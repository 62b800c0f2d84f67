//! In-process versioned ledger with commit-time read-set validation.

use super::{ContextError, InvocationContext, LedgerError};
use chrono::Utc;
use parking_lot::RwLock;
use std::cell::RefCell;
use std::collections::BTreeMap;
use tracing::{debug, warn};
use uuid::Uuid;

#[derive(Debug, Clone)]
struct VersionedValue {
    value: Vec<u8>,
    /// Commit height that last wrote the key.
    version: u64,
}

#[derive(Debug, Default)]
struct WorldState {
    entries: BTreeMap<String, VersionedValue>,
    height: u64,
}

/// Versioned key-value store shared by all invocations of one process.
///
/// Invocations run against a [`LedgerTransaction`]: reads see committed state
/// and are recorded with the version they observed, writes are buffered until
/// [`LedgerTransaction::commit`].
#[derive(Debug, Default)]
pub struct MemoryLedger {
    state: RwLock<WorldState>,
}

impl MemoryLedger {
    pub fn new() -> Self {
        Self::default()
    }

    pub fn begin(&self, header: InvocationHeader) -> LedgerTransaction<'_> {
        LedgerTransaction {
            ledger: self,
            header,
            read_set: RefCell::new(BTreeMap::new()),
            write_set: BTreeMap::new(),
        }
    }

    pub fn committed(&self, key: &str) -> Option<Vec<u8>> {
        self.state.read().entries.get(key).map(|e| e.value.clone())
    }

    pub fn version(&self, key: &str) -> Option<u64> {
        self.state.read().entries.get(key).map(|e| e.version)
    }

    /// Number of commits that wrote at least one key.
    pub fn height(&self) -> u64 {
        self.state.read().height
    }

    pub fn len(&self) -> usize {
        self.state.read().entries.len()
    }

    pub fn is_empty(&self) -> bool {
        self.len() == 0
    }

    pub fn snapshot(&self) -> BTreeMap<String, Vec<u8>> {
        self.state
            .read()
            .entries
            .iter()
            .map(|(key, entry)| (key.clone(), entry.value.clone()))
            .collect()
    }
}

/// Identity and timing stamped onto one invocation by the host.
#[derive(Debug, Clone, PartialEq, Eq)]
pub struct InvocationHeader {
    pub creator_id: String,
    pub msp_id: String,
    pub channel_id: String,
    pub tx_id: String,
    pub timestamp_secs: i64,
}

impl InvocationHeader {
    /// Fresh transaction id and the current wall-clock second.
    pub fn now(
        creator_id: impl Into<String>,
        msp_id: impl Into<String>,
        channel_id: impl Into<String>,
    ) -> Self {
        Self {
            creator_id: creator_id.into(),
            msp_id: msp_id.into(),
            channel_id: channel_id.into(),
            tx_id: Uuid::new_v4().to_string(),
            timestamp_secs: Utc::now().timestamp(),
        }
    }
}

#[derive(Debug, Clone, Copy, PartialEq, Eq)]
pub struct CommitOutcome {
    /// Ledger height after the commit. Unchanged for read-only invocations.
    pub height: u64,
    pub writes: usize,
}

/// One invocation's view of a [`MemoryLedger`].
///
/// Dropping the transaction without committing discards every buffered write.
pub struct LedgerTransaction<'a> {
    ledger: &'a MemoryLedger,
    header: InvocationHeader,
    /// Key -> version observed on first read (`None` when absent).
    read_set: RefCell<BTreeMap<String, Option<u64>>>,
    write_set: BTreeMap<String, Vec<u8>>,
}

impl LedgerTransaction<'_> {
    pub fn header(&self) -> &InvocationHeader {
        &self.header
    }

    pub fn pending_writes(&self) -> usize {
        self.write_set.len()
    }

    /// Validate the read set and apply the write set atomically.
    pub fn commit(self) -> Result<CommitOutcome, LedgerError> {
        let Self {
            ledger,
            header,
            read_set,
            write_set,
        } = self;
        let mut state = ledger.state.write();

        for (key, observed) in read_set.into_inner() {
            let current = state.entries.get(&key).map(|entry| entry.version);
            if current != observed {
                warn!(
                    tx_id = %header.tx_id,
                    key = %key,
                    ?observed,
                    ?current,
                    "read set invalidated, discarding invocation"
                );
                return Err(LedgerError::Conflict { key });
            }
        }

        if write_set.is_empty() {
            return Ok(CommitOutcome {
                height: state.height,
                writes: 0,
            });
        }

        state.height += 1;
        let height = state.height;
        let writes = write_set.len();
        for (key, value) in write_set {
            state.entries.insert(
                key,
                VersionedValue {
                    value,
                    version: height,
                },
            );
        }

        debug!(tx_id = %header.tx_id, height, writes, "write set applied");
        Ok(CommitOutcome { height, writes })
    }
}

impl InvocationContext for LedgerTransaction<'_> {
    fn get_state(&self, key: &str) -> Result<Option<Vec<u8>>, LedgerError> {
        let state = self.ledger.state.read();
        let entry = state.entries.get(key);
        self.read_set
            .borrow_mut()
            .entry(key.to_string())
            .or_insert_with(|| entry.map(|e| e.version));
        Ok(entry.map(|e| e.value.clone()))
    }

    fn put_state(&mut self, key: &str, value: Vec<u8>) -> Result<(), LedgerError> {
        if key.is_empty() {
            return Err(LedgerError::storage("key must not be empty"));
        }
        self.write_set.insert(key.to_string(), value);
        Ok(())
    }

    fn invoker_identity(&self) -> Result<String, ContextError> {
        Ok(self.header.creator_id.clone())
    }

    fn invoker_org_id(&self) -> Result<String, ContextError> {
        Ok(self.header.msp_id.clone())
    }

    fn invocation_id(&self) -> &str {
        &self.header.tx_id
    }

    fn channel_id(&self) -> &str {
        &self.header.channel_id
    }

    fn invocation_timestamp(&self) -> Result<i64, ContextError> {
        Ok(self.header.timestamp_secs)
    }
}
---
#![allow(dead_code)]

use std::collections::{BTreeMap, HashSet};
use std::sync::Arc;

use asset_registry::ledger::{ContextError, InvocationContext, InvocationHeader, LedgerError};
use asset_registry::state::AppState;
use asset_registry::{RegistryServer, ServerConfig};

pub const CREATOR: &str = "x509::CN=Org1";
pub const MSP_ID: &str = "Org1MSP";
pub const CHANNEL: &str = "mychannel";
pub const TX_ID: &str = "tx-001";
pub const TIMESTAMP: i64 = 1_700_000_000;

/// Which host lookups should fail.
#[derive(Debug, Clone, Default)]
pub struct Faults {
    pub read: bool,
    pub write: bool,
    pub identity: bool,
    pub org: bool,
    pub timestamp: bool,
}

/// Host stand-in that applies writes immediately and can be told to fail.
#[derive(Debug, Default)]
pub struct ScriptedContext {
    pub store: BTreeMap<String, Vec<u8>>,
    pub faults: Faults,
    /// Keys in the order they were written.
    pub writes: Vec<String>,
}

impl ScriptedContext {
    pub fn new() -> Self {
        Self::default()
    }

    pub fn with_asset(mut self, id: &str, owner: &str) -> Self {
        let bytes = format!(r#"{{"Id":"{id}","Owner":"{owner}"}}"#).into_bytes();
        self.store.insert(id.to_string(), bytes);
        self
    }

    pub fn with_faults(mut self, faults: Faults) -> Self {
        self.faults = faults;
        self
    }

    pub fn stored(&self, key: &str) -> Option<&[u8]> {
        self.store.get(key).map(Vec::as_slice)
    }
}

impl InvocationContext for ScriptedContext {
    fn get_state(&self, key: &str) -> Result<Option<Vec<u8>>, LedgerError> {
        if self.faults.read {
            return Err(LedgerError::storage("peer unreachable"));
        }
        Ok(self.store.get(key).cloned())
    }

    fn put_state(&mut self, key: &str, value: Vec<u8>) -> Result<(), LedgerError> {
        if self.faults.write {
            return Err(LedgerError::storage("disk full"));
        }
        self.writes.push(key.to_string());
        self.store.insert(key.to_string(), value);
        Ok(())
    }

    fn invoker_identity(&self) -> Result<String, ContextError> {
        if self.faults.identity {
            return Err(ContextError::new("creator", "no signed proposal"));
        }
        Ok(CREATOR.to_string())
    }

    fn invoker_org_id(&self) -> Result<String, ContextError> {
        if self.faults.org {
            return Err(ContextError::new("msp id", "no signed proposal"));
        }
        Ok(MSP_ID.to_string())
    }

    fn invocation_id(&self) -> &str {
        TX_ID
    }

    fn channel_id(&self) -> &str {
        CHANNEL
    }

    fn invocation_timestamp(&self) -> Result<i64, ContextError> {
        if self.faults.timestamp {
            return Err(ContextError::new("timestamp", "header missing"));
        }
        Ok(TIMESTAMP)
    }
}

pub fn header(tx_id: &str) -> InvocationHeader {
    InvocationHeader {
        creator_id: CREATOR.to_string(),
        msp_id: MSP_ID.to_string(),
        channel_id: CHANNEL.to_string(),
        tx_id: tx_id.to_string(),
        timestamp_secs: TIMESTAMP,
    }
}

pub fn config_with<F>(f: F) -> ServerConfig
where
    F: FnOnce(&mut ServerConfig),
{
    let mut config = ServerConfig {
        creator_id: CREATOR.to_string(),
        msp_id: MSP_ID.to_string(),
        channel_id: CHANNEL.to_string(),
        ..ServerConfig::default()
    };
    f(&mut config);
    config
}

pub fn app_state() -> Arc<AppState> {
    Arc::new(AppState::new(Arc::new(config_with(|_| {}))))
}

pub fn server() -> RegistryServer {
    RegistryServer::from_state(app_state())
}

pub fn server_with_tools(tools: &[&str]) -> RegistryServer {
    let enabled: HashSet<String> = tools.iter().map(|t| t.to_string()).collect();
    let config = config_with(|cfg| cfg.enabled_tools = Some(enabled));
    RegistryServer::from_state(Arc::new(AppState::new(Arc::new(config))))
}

● **Exercise directions**
Filter these records, keeping every line where the word "LedgerError" occurs.

● **Solution to this task**
use super::{ContextError, InvocationContext, LedgerError};
    pub fn commit(self) -> Result<CommitOutcome, LedgerError> {
                return Err(LedgerError::Conflict { key });
    fn get_state(&self, key: &str) -> Result<Option<Vec<u8>>, LedgerError> {
    fn put_state(&mut self, key: &str, value: Vec<u8>) -> Result<(), LedgerError> {
            return Err(LedgerError::storage("key must not be empty"));
use asset_registry::ledger::{ContextError, InvocationContext, InvocationHeader, LedgerError};
    fn get_state(&self, key: &str) -> Result<Option<Vec<u8>>, LedgerError> {
            return Err(LedgerError::storage("peer unreachable"));
    fn put_state(&mut self, key: &str, value: Vec<u8>) -> Result<(), LedgerError> {
            return Err(LedgerError::storage("disk full"));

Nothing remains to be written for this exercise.